Цунгфрост младше меня на несколько лет. Он всегда улыбается, но он не дурачок. Впрочем, его улыбка, если приглядеться к ней по-настоящему, могла бы с таким же успехом быть гримасой. Просто однажды, давно, его лицо застыло, все застыло – лицо, улыбка, язык, все. Ему было тогда лет семь-восемь. Это случилось в разгаре другой большой зимы. Все мы, деревенские дети, и маленькие, и не очень, собрались на излучине Штауби, которая в том году полностью замерзла. Мы скользили по льду. Толкали друг друга. Смеялись. А потом в какой-то момент кто-то (мы так никогда и не узнали, кто именно) запустил полдник Цунгфроста – ломоть сала в краюхе хлеба – далеко по льду, почти до противоположного берега, до него всего метр-другой оставался. Мальчонка смотрел, как удаляется, удаляется его полдник, и молча плакал большущими, круглыми, как ягоды омелы, слезами. Мы все смеялись. А потом кто-то бросил:

– Кончай реветь, иди доставай!

И настала тишина. Все знали, что там, где остановился полдник, лед наверняка был тонким, но никто ничего не сказал. Мы ждали. Мальчуган поколебался, потом, быть может, из-за брошенного ему вызова, чтобы показать, что ему хватает храбрости, а может, просто потому что был очень голоден, медленно двинулся по льду на четвереньках, и каждый затаил дыхание. Все уселись на берегу, прижавшись друг к другу, и смотрели. Он опасливо продвигался, словно маленький зверек, и мы догадывались, что он старается стать как можно легче, хотя и без того весил не так уж много. По мере его приближения к полднику наша маленькая ватага вышла из оцепенения, и мы принялись ритмично его подбадривать, все ускоряя темп. И как раз в то мгновение, когда он протянул руку к хлебу с салом, лед треснул и разошелся под ним, словно сдернули скатерть со стола. И он исчез в речной воде без единого вскрика.

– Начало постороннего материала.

//! Deterministic allocation suggestions keyed by risk tolerance

use crate::models::{AllocationAdvice, AllocationBucket, RiskTolerance};

/// Equity exposure cap for the age-based medium-risk ladder.
const MEDIUM_EQUITY_CAP: u32 = 80;

/// Suggest a portfolio allocation for a pre-validated age in [18, 100].
///
/// Low and high risk use fixed three-bucket splits; only the medium tier
/// depends on age.
pub fn suggest_allocation(age: u8, risk: RiskTolerance) -> AllocationAdvice {
    match risk {
        RiskTolerance::Low => low_risk(),
        RiskTolerance::Medium => medium_risk(age),
        RiskTolerance::High => high_risk(),
    }
}

fn low_risk() -> AllocationAdvice {
    AllocationAdvice {
        buckets: vec![
            AllocationBucket {
                percent: 60,
                label: "Debt Instruments",
                detail: "Public Provident Fund (PPF), Fixed Deposits (FDs), Debt Mutual Funds."
                    .to_string(),
            },
            AllocationBucket {
                percent: 20,
                label: "Hybrid Funds",
                detail: "Balanced advantage funds that mix equity and debt.".to_string(),
            },
            AllocationBucket {
                percent: 20,
                label: "Large-Cap Equity",
                detail: "NIFTY 50 Index Funds or large-cap mutual funds for steady growth."
                    .to_string(),
            },
        ],
    }
}

fn medium_risk(age: u8) -> AllocationAdvice {
    let equity = MEDIUM_EQUITY_CAP.min(100 - u32::from(age));
    let debt = 100 - equity;

    // Internal 60/30/10 split, rounded half away from zero; the parts need
    // not sum to exactly the equity share.
    let large_cap = (f64::from(equity) * 0.6).round() as u32;
    let mid_cap = (f64::from(equity) * 0.3).round() as u32;
    let small_cap = (f64::from(equity) * 0.1).round() as u32;

    AllocationAdvice {
        buckets: vec![
            AllocationBucket {
                percent: equity,
                label: "Equity",
                detail: format!(
                    "A mix of Large-Cap Index Funds ({}%), Mid-Cap Funds ({}%), and a small allocation to Small-Cap Funds ({}%).",
                    large_cap, mid_cap, small_cap
                ),
            },
            AllocationBucket {
                percent: debt,
                label: "Debt",
                detail: "A mix of PPF, and Corporate Bond Funds for stability.".to_string(),
            },
        ],
    }
}

fn high_risk() -> AllocationAdvice {
    AllocationAdvice {
        buckets: vec![
            AllocationBucket {
                percent: 70,
                label: "Equity",
                detail: "Focus on Mid-Cap and Small-Cap mutual funds for high growth potential."
                    .to_string(),
            },
            AllocationBucket {
                percent: 20,
                label: "International Equity",
                detail: "An S&P 500 or NASDAQ 100 index fund for geographical diversification."
                    .to_string(),
            },
            AllocationBucket {
                percent: 10,
                label: "Alternative Assets",
                detail: "Consider REITs or a small allocation to high-risk assets you understand."
                    .to_string(),
            },
        ],
    }
}
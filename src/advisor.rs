//! Generative advisory boundary
//!
//! Wraps the text-generation backend behind a total function: the
//! orchestrator must never crash because the backend is unreachable, so
//! every failure converts to one of two fixed fallback strings.

use crate::console::Console;
use crate::error::AdvisoryError;
use crate::Result;
use async_trait::async_trait;
use tracing::{info, warn};

/// Seam over the external generation capability.
#[async_trait]
pub trait TextGenerator: Send + Sync {
    async fn generate(&self, prompt: &str) -> Result<String>;
}

/// Fallback when no usable credential is configured.
pub const MISSING_CREDENTIAL_FALLBACK: &str =
    "I cannot connect to the AI service without a valid API key.";

/// Fallback when the backend call fails for any other reason.
pub const KNOWLEDGE_BASE_FALLBACK: &str =
    "I'm sorry, I'm having trouble connecting to my knowledge base right now.";

const THINKING_NOTICE: &str = "[Thinking... Contacting Generative AI...]";

pub struct GenerativeAdvisor {
    generator: Box<dyn TextGenerator>,
}

impl GenerativeAdvisor {
    pub fn new(generator: Box<dyn TextGenerator>) -> Self {
        Self { generator }
    }

    /// Generate advisory text for `prompt`, degrading to a fixed fallback
    /// string on any failure.
    pub async fn advise<C: Console>(&self, console: &mut C, prompt: &str) -> String {
        console.notice(THINKING_NOTICE);

        match self.generator.generate(prompt).await {
            Ok(text) => {
                info!("Generation backend answered");
                text
            }
            Err(AdvisoryError::MissingCredential) => {
                warn!("Generation credential missing; serving fallback message");
                MISSING_CREDENTIAL_FALLBACK.to_string()
            }
            Err(error) => {
                warn!("Generation backend failed: {}; serving fallback message", error);
                KNOWLEDGE_BASE_FALLBACK.to_string()
            }
        }
    }
}

/// Fixed-response generator for development and testing.
///
/// Keeps the pipeline functional without the LLM dependency.
pub struct StaticGenerator(pub &'static str);

#[async_trait]
impl TextGenerator for StaticGenerator {
    async fn generate(&self, _prompt: &str) -> Result<String> {
        Ok(self.0.to_string())
    }
}
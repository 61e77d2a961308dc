//! Privileged identities of the bond ledger.

use frame_support::pallet_prelude::*;

/// A privileged identity allowed to call a subset of the ledger's operations.
#[derive(Encode, Decode, Clone, Copy, PartialEq, Eq, RuntimeDebug, TypeInfo, MaxEncodedLen)]
pub enum Role {
    /// Mints, burns and toggles the transfer freeze.
    Owner,
    /// Issues units on behalf of investors who bought off-ledger.
    Controller,
    /// Distributes batch airdrops.
    AirDropManager,
}

/// The three role holders, written once at genesis.
#[derive(Encode, Decode, Clone, PartialEq, Eq, RuntimeDebug, TypeInfo, MaxEncodedLen)]
pub struct RoleAssignment<AccountId> {
    pub owner: AccountId,
    pub controller: AccountId,
    pub air_drop_manager: AccountId,
}

impl<AccountId: PartialEq> RoleAssignment<AccountId> {
    pub fn holder(&self, role: Role) -> &AccountId {
        match role {
            Role::Owner => &self.owner,
            Role::Controller => &self.controller,
            Role::AirDropManager => &self.air_drop_manager,
        }
    }

    pub fn has_role(&self, who: &AccountId, role: Role) -> bool {
        self.holder(role) == who
    }
}

#[cfg(test)]
mod tests {
    use super::*;

    #[test]
    fn holder_matches_each_role() {
        let roles = RoleAssignment { owner: 1u64, controller: 2, air_drop_manager: 3 };

        assert!(roles.has_role(&1, Role::Owner));
        assert!(roles.has_role(&2, Role::Controller));
        assert!(roles.has_role(&3, Role::AirDropManager));

        assert!(!roles.has_role(&1, Role::Controller));
        assert!(!roles.has_role(&2, Role::AirDropManager));
        assert!(!roles.has_role(&3, Role::Owner));
    }

    #[test]
    fn one_account_may_hold_several_roles() {
        let roles = RoleAssignment { owner: 7u64, controller: 7, air_drop_manager: 8 };

        assert!(roles.has_role(&7, Role::Owner));
        assert!(roles.has_role(&7, Role::Controller));
        assert!(!roles.has_role(&7, Role::AirDropManager));
    }
}
//! Benchmarking setup for pallet-bond-token

use super::*;

#[allow(unused)]
use crate::Pallet as BondToken;
use frame_benchmarking::v2::*;
use frame_system::RawOrigin;
use sp_std::vec;

/// Make `who` the holder of every role.
fn assign_roles<T: Config>(who: &T::AccountId) {
    Roles::<T>::put(RoleAssignment {
        owner: who.clone(),
        controller: who.clone(),
        air_drop_manager: who.clone(),
    });
}

#[benchmarks]
mod benchmarks {
    use super::*;

    #[benchmark]
    fn mint_tokens() {
        let caller: T::AccountId = whitelisted_caller();
        let recipient: T::AccountId = account("recipient", 0, 0);
        let amount: u128 = 1_000_000;
        assign_roles::<T>(&caller);

        #[extrinsic_call]
        _(RawOrigin::Signed(caller), recipient.clone(), amount);

        assert_eq!(Balances::<T>::get(&recipient), amount);
    }

    #[benchmark]
    fn buy_for_investor() {
        let caller: T::AccountId = whitelisted_caller();
        let investor: T::AccountId = account("investor", 0, 0);
        let amount: u128 = 1_000_000;
        let purchase_ref = vec![0xab; T::MaxPurchaseRefLen::get() as usize];
        assign_roles::<T>(&caller);

        #[extrinsic_call]
        _(RawOrigin::Signed(caller), investor.clone(), amount, purchase_ref);

        assert_eq!(Balances::<T>::get(&investor), amount);
    }

    #[benchmark]
    fn batch_drop(n: Linear<1, 100>) {
        let n = n.min(T::MaxBatchSize::get());
        let caller: T::AccountId = whitelisted_caller();
        let accounts: Vec<T::AccountId> = (0..n).map(|i| account("recipient", i, 0)).collect();
        let amounts = vec![1_000u128; n as usize];
        assign_roles::<T>(&caller);

        #[extrinsic_call]
        _(RawOrigin::Signed(caller), accounts, amounts);

        assert_eq!(TotalSupply::<T>::get(), 1_000u128 * n as u128);
    }

    #[benchmark]
    fn transfer() {
        let caller: T::AccountId = whitelisted_caller();
        let recipient: T::AccountId = account("recipient", 0, 0);
        let amount: u128 = 1_000_000;

        // Setup: open transfers and fund the caller
        Frozen::<T>::put(false);
        Balances::<T>::insert(&caller, 10_000_000);
        TotalSupply::<T>::put(10_000_000);

        #[extrinsic_call]
        _(RawOrigin::Signed(caller), recipient.clone(), amount);

        assert_eq!(Balances::<T>::get(&recipient), amount);
    }

    #[benchmark]
    fn burn_tokens() {
        let caller: T::AccountId = whitelisted_caller();
        let holder: T::AccountId = account("holder", 0, 0);
        assign_roles::<T>(&caller);
        Balances::<T>::insert(&holder, 10_000_000);
        TotalSupply::<T>::put(10_000_000);

        #[extrinsic_call]
        _(RawOrigin::Signed(caller), holder.clone(), 10_000_000);

        assert_eq!(Balances::<T>::get(&holder), 0);
        assert_eq!(TotalSupply::<T>::get(), 0);
    }

    #[benchmark]
    fn freeze() {
        let caller: T::AccountId = whitelisted_caller();
        assign_roles::<T>(&caller);
        Frozen::<T>::put(false);

        #[extrinsic_call]
        _(RawOrigin::Signed(caller));

        assert!(Frozen::<T>::get());
    }

    #[benchmark]
    fn unfreeze() {
        let caller: T::AccountId = whitelisted_caller();
        assign_roles::<T>(&caller);
        Frozen::<T>::put(true);

        #[extrinsic_call]
        _(RawOrigin::Signed(caller));

        assert!(!Frozen::<T>::get());
    }

    #[benchmark]
    fn approve() {
        let caller: T::AccountId = whitelisted_caller();
        let spender: T::AccountId = account("spender", 0, 0);

        #[extrinsic_call]
        _(RawOrigin::Signed(caller.clone()), spender.clone(), 1_000);

        assert_eq!(Allowances::<T>::get(&caller, &spender), 1_000);
    }

    #[benchmark]
    fn transfer_from() {
        let caller: T::AccountId = whitelisted_caller();
        let holder: T::AccountId = account("holder", 0, 0);
        let recipient: T::AccountId = account("recipient", 0, 0);

        Frozen::<T>::put(false);
        Balances::<T>::insert(&holder, 10_000_000);
        TotalSupply::<T>::put(10_000_000);
        Allowances::<T>::insert(&holder, &caller, 1_000_000);

        #[extrinsic_call]
        _(RawOrigin::Signed(caller.clone()), holder.clone(), recipient.clone(), 1_000_000);

        assert_eq!(Balances::<T>::get(&recipient), 1_000_000);
        assert_eq!(Allowances::<T>::get(&holder, &caller), 0);
    }

    impl_benchmark_test_suite!(BondToken, crate::mock::new_test_ext(), crate::mock::Test);
}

Его вытащил с помощью длинной жерди папаша Хобель, проходивший мимо лесник, которого переполошили наши крики. У мальчугана лицо было белее сливок. Даже губы побелели. Глаза были закрыты, и он улыбался. Все подумали, что он умер. Его растерли водкой и завернули в одеяла; он очнулся часа через два. Жизнь вернулась в его вены, кровь на его щеки. Первое, о чем он спросил, был его полдник. Но спросил об этом, запинаясь на каждом слове, словно его рот замерз в холодном течении, а язык так и остался заточенным под ледяным панцирем и был наполовину мертв. С того дня его звали только этим прозвищем, Zungfrost – «Отмороженный язык».

На этаже я услышал голоса, шедшие из зала совета. Мое сердце забилось чуть быстрее. Я отдышался, снял шапку и постучал в дверь, прежде чем войти.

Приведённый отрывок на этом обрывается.